Be a sad person. Am I not

Permitted (like other men)

To be sick of myself?

Am I not allowed to be hollow,

Or fall in the hole

Or break my bones (within me)

In the trap set by my own

Lie to myself? O my friend,

I too must sin and sin.

I too must hurt other people and

(Since I am no exception)

I must be hated by them.

Do not forbid me, therefore,

To taste the same bitter poison,

And drink the gall that love

(Love most of all) so easily becomes.

Do not forbid me (once again) to be

Angry, bitter, disillusioned,

Wishing I could die.

While life and death

Are killing one another in my flesh

Leave me in peace. I can enjoy,

Even as other men, this agony.

Only (whoever you may be)

Pray for my soul. Speak my name

To Him, for in my bitterness

I hardly speak to Him: and He

While He is busy killing me

Refuses to listen.23

With the venerable depth which distinguishes him as thinker and homo religiosus, Merton prepares himself to fight the only battle worth fighting: the battle against the falseness of his own self and against the accumulation of powerful and overwhelming lies of reality as a whole.

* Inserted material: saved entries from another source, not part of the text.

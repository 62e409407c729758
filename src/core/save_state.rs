// SPDX-License-Identifier: Apache-2.0
// Copyright 2025 beebrx contributors
//
// Licensed under the Apache License, Version 2.0 (the "License");
// you may not use this file except in compliance with the License.
// You may obtain a copy of the License at
//
//     http://www.apache.org/licenses/LICENSE-2.0
//
// Unless required by applicable law or agreed to in writing, software
// distributed under the License is distributed on an "AS IS" BASIS,
// WITHOUT WARRANTIES OR CONDITIONS OF ANY KIND, either express or implied.
// See the License for the specific language governing permissions and
// limitations under the License.

//! Save state serialization
//!
//! Captures and restores the disc subsystem: the FDC register file and
//! drive output latch, both drives' mechanical positions, and the full
//! pulse surfaces of any inserted discs. States are bincode-encoded with
//! a version stamp and chrono metadata.
//!
//! Snapshots are only taken between commands. Mid-command transfer state
//! (shift registers, live CRCs, pending timers) is deliberately not
//! serialized; capturing while the controller is busy is an error.
//!
//! # Example
//!
//! ```
//! use beebrx::core::save_state::SaveState;
//! use beebrx::core::system::System;
//!
//! let mut system = System::new();
//! system.fdc_mut().insert_blank_disc(0, false);
//!
//! let state = SaveState::capture(&system, "before the risky bit").unwrap();
//! // ... play on, regret it ...
//! state.apply(&mut system).unwrap();
//! ```

use std::path::Path;

use chrono::{DateTime, Utc};
use serde::{Deserialize, Serialize};

use super::drive::DriveSnapshot;
use super::error::{EmulatorError, Result};
use super::fdc::FdcSnapshot;
use super::system::System;

/// Save state format version
///
/// Bump on any incompatible layout change; loading a mismatched version
/// fails rather than misinterpreting bytes.
pub const SAVE_STATE_VERSION: u32 = 1;

/// Descriptive metadata carried alongside a state
#[derive(Debug, Clone, Serialize, Deserialize)]
pub struct SaveStateMetadata {
    /// When the state was captured
    pub created_at: DateTime<Utc>,

    /// Free-form caller description
    pub description: String,
}

/// A complete disc-subsystem state
#[derive(Debug, Clone, Serialize, Deserialize)]
pub struct SaveState {
    /// Format version, checked on load
    pub version: u32,

    /// Capture metadata
    pub metadata: SaveStateMetadata,

    /// Virtual time at capture
    pub wheel_ticks: u64,

    /// Controller register file and drive-out latch
    pub fdc: FdcSnapshot,

    /// Both drive bays, media included
    pub drives: [DriveSnapshot; 2],
}

impl SaveState {
    /// Capture the system's current state
    ///
    /// Fails with [`EmulatorError::SaveStateBusy`] if a disc command is in
    /// flight.
    pub fn capture(system: &System, description: &str) -> Result<Self> {
        if system.fdc().is_busy() {
            return Err(EmulatorError::SaveStateBusy);
        }
        Ok(Self {
            version: SAVE_STATE_VERSION,
            metadata: SaveStateMetadata {
                created_at: Utc::now(),
                description: description.to_string(),
            },
            wheel_ticks: system.wheel().global_tick_counter,
            fdc: system.fdc().snapshot(),
            drives: [
                system.fdc().drive(0).snapshot(),
                system.fdc().drive(1).snapshot(),
            ],
        })
    }

    /// Restore this state into a system
    pub fn apply(&self, system: &mut System) -> Result<()> {
        if self.version != SAVE_STATE_VERSION {
            return Err(EmulatorError::SaveStateVersion {
                expected: SAVE_STATE_VERSION,
                got: self.version,
            });
        }

        system.reset();
        system.fdc_mut().drive_mut(0).restore(self.drives[0].clone());
        system.fdc_mut().drive_mut(1).restore(self.drives[1].clone());
        // Restoring the FDC last replays the drive output latch, which
        // re-selects and respins whatever was active.
        system.fdc_mut().restore(&self.fdc);
        log::info!(
            "save state applied: '{}' from {}",
            self.metadata.description,
            self.metadata.created_at
        );
        Ok(())
    }

    /// Encode to bincode bytes
    pub fn to_bytes(&self) -> Result<Vec<u8>> {
        bincode::serde::encode_to_vec(self, bincode::config::standard())
            .map_err(|err| EmulatorError::SaveStateCodec(err.to_string()))
    }

    /// Decode from bincode bytes
    pub fn from_bytes(bytes: &[u8]) -> Result<Self> {
        let (state, _) =
            bincode::serde::decode_from_slice::<Self, _>(bytes, bincode::config::standard())
                .map_err(|err| EmulatorError::SaveStateCodec(err.to_string()))?;
        if state.version != SAVE_STATE_VERSION {
            return Err(EmulatorError::SaveStateVersion {
                expected: SAVE_STATE_VERSION,
                got: state.version,
            });
        }
        Ok(state)
    }

    /// Write the encoded state to a file
    pub fn save_to_file(&self, path: impl AsRef<Path>) -> Result<()> {
        std::fs::write(path, self.to_bytes()?)?;
        Ok(())
    }

    /// Read an encoded state from a file
    pub fn load_from_file(path: impl AsRef<Path>) -> Result<Self> {
        let bytes = std::fs::read(path)?;
        Self::from_bytes(&bytes)
    }
}

#[cfg(test)]
mod tests {
    use super::*;
    use crate::core::tool::DiscTool;

    fn system_with_marked_disc() -> System {
        let mut system = System::new();
        system.fdc_mut().insert_blank_disc(0, false);
        let disc = system.fdc_mut().drive_mut(0).disc_mut().unwrap();
        let mut tool = DiscTool::new(disc);
        tool.set_track(4);
        tool.fill_fm_data(0xAA);
        system
    }

    #[test]
    fn test_capture_and_apply_round_trip() {
        let mut system = system_with_marked_disc();
        let state = SaveState::capture(&system, "test").unwrap();

        // Wreck the surface, then restore it.
        {
            let disc = system.fdc_mut().drive_mut(0).disc_mut().unwrap();
            let mut tool = DiscTool::new(disc);
            tool.set_track(4);
            tool.fill_fm_data(0x00);
        }
        state.apply(&mut system).unwrap();

        let disc = system.fdc_mut().drive_mut(0).disc_mut().unwrap();
        let mut tool = DiscTool::new(disc);
        tool.set_track(4);
        let (_, data) = tool.read_fm_data(8);
        assert!(data.iter().all(|&b| b == 0xAA));
    }

    #[test]
    fn test_bytes_round_trip() {
        let system = system_with_marked_disc();
        let state = SaveState::capture(&system, "codec").unwrap();

        let bytes = state.to_bytes().unwrap();
        let decoded = SaveState::from_bytes(&bytes).unwrap();
        assert_eq!(decoded.version, SAVE_STATE_VERSION);
        assert_eq!(decoded.metadata.description, "codec");
        assert_eq!(decoded.fdc.regs, state.fdc.regs);
    }

    #[test]
    fn test_version_mismatch_rejected() {
        let system = system_with_marked_disc();
        let mut state = SaveState::capture(&system, "old").unwrap();
        state.version = 999;

        let mut target = System::new();
        assert!(matches!(
            state.apply(&mut target),
            Err(EmulatorError::SaveStateVersion { got: 999, .. })
        ));
    }

    #[test]
    fn test_capture_while_busy_fails() {
        let mut system = system_with_marked_disc();
        // SEEK wants one parameter; the controller sits busy waiting.
        system.fdc_write(0, 0x69);
        assert!(matches!(
            SaveState::capture(&system, "busy"),
            Err(EmulatorError::SaveStateBusy)
        ));
    }

    #[test]
    fn test_file_round_trip() {
        let system = system_with_marked_disc();
        let state = SaveState::capture(&system, "file").unwrap();

        let file = tempfile::Builder::new()
            .prefix("beebrx_state_")
            .suffix(".state")
            .tempfile()
            .unwrap();
        state.save_to_file(file.path()).unwrap();
        let loaded = SaveState::load_from_file(file.path()).unwrap();
        assert_eq!(loaded.metadata.description, "file");
    }
}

This bitter struggle became a source of inspiration for most of the critical poetry he wrote in the sixties about a wide range of contemporary problems affecting a disturbed and unbalanced society. Books such as Emblems of a Season of Fury, Cables to the Ace, or The Geography of Lograire appeared as an inexorable denunciation of the confusion and error which reigns in the so called Western culture and of the misunderstanding prevailing in all its political, religious, philosophical and scientific heritage. They disclose a profound yearning on the part of the poet for unlearning, for not knowing. Killing knowledge means killing death, we are told, in a somewhat axiomatic manner.